> _Problem requirements_:
Please copy each line below that contains the string "models".

Top of Given data

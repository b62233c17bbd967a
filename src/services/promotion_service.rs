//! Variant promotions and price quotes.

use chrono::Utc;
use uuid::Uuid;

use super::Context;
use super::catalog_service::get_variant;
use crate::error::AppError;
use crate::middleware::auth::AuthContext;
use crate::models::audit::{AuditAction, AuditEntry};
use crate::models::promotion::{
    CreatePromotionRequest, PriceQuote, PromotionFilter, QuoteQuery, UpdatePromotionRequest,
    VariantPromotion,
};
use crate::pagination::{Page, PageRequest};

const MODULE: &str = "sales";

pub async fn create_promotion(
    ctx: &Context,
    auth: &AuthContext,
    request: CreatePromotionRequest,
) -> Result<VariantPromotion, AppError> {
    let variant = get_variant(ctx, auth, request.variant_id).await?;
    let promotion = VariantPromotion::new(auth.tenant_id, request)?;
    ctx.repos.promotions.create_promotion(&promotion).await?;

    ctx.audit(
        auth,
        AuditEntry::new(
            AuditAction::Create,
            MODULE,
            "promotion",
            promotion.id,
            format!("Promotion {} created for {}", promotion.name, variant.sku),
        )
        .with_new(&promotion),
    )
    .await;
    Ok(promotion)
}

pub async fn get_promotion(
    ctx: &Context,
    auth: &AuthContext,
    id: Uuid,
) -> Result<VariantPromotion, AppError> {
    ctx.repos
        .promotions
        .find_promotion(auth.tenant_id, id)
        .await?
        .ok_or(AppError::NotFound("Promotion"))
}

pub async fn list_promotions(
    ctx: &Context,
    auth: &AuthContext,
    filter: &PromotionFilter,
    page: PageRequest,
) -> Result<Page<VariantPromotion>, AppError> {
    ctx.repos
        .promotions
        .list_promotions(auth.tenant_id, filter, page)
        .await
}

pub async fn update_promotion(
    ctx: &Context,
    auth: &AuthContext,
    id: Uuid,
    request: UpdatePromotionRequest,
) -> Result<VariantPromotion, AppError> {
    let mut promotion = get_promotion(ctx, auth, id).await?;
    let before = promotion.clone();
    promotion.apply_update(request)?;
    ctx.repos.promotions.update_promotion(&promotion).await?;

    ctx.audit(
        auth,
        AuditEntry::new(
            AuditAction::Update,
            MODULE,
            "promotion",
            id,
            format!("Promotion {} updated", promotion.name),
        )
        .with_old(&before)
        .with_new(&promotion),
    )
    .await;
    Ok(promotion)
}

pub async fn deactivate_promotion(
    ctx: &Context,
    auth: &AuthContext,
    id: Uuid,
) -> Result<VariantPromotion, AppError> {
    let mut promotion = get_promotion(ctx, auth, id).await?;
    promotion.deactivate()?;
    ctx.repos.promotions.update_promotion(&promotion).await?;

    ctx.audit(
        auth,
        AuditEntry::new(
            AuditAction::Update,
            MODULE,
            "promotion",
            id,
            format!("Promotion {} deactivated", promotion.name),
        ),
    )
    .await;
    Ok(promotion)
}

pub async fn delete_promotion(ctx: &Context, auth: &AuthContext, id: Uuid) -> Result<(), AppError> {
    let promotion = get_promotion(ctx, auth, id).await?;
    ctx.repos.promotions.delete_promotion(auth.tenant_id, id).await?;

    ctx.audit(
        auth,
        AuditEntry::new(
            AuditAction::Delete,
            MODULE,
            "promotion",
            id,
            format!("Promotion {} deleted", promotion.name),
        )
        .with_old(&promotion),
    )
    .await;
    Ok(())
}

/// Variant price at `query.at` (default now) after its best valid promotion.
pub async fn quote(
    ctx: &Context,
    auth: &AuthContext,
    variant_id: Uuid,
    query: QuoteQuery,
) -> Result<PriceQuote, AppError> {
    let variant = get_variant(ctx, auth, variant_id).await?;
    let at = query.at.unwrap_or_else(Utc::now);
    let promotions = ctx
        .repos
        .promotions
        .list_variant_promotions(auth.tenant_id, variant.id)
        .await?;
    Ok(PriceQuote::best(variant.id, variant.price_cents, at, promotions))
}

Bottom of Given data
Top of Given data

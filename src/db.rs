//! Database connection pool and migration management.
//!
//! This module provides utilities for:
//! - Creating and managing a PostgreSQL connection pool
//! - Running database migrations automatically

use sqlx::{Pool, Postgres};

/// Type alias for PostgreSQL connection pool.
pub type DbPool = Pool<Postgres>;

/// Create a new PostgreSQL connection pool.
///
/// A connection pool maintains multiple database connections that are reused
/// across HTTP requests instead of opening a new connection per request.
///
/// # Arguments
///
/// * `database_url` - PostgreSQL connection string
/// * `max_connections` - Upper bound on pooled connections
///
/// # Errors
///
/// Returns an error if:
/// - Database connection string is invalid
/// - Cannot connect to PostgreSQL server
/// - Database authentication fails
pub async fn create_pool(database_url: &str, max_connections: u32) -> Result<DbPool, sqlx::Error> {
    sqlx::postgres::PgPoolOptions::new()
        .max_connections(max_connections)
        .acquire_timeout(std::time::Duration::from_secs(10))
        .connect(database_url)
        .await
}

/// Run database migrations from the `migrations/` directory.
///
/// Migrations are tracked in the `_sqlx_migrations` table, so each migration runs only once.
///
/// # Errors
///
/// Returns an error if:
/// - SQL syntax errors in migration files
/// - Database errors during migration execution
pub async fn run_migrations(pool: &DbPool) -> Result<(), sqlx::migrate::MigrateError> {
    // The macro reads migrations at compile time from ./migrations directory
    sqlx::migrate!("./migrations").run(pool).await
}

Bottom of Given data
Top of Given data

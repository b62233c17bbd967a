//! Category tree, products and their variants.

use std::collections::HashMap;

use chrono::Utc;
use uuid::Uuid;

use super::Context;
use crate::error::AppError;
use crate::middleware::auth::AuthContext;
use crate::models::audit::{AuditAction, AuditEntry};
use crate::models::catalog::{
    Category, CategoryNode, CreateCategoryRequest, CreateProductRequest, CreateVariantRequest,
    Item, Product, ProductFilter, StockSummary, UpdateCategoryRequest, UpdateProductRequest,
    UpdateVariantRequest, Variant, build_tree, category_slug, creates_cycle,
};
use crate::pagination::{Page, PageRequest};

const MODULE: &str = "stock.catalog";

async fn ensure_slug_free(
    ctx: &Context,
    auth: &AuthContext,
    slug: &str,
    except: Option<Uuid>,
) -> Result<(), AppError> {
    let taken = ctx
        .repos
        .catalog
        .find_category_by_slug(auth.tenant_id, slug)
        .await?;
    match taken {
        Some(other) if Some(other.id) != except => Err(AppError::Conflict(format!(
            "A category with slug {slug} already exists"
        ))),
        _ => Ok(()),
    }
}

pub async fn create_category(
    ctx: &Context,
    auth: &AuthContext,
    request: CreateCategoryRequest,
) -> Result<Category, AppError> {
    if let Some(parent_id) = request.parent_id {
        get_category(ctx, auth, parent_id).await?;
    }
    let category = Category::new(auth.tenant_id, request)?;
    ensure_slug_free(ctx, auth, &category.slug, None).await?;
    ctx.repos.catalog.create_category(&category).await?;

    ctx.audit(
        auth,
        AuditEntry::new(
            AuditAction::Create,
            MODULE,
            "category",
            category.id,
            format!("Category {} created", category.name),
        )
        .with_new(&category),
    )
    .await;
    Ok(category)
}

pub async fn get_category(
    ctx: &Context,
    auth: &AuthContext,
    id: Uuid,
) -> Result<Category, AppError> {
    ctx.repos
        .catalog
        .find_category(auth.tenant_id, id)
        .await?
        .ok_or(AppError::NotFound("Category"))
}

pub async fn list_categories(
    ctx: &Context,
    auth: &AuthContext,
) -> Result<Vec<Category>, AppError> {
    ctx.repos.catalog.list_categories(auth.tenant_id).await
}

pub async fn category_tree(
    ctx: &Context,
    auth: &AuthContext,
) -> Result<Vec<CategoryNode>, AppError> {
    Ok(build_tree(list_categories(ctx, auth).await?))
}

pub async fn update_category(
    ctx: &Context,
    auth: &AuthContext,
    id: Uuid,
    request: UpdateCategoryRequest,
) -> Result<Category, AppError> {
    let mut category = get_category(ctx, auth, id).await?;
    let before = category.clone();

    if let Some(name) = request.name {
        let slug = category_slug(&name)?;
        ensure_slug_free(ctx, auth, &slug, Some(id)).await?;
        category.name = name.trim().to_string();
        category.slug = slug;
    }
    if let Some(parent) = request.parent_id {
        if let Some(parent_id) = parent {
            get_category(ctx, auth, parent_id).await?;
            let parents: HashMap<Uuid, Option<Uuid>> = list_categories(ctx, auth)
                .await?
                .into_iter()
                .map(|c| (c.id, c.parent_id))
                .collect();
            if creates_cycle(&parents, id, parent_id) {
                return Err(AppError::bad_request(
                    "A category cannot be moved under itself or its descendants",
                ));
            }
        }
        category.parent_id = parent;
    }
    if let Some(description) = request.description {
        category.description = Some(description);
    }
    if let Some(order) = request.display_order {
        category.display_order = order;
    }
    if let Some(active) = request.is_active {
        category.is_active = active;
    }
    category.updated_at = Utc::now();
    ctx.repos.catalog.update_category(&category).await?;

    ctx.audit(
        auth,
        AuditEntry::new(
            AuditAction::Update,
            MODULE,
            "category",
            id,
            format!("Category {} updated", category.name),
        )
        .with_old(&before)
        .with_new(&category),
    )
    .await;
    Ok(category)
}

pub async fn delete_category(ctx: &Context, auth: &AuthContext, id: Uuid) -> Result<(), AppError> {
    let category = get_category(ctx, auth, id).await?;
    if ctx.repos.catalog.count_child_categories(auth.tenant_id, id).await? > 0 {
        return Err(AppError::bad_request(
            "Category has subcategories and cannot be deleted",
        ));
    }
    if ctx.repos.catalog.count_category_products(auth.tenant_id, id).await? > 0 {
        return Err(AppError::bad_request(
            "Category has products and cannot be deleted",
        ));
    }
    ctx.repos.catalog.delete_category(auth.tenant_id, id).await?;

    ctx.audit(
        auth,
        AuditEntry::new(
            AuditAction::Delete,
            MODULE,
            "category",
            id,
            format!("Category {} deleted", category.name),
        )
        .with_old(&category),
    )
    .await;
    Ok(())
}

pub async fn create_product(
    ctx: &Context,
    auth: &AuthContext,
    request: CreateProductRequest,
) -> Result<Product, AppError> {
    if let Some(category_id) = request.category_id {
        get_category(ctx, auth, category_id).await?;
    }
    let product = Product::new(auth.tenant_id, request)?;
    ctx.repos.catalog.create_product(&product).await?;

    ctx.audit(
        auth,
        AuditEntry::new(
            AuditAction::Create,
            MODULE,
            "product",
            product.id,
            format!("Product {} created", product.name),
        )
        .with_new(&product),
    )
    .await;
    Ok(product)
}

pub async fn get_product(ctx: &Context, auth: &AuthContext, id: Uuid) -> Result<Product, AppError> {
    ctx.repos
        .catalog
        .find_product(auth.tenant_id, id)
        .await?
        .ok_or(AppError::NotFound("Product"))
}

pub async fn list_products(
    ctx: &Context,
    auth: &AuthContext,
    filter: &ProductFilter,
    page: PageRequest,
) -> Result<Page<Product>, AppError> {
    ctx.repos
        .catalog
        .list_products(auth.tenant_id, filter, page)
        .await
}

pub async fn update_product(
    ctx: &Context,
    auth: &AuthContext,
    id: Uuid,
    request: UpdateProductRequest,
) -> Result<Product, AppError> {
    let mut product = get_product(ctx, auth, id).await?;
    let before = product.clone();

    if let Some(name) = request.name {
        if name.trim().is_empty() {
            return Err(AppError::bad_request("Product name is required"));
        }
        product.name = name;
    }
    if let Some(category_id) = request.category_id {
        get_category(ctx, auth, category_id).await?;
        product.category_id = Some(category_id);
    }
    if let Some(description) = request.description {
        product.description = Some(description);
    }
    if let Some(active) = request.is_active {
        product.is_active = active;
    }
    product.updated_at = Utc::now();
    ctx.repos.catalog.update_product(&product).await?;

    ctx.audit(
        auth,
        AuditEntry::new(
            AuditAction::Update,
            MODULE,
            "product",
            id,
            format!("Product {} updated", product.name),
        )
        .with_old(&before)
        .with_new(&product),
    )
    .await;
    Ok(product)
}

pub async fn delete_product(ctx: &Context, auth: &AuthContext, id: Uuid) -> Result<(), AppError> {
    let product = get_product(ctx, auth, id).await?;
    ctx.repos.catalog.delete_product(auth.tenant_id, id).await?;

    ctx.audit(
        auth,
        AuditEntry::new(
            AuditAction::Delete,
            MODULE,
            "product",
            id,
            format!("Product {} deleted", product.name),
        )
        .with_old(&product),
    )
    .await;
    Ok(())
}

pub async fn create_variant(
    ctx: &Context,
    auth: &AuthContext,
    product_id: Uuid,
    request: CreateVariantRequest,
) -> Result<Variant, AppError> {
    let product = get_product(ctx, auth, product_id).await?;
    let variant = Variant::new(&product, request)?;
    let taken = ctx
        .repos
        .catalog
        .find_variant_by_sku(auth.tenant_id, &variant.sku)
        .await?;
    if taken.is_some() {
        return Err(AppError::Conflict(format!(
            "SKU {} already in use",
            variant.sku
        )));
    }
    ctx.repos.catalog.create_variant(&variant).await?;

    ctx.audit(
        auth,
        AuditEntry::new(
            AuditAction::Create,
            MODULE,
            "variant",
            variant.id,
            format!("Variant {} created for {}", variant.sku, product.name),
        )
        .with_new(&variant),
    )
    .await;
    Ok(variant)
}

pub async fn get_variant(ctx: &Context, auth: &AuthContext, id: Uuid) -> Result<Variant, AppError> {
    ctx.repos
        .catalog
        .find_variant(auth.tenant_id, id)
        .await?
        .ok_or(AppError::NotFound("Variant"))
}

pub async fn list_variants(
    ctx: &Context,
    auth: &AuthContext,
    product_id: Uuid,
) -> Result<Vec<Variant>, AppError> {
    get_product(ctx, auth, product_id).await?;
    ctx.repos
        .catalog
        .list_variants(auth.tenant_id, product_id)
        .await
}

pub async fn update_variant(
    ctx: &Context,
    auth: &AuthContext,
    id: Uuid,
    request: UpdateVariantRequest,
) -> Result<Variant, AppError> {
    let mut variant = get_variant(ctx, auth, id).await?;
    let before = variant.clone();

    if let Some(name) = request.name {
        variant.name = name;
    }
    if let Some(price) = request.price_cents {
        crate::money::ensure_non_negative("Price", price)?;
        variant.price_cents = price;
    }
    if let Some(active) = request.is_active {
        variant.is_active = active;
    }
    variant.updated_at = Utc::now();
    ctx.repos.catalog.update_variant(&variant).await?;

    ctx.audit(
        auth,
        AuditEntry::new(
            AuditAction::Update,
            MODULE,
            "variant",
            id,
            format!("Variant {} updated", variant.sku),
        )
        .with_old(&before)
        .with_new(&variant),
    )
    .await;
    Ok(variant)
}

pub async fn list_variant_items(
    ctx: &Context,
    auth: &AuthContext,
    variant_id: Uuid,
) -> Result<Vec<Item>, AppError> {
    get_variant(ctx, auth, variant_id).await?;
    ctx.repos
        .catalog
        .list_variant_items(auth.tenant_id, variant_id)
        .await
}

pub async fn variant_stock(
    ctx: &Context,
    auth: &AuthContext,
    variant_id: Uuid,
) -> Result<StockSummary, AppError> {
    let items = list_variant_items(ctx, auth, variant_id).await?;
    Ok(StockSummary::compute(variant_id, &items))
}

Bottom of Given data

> _Task solution_:
use crate::models::audit::{AuditAction, AuditEntry};
use crate::models::promotion::{
use crate::models::audit::{AuditAction, AuditEntry};
use crate::models::catalog::{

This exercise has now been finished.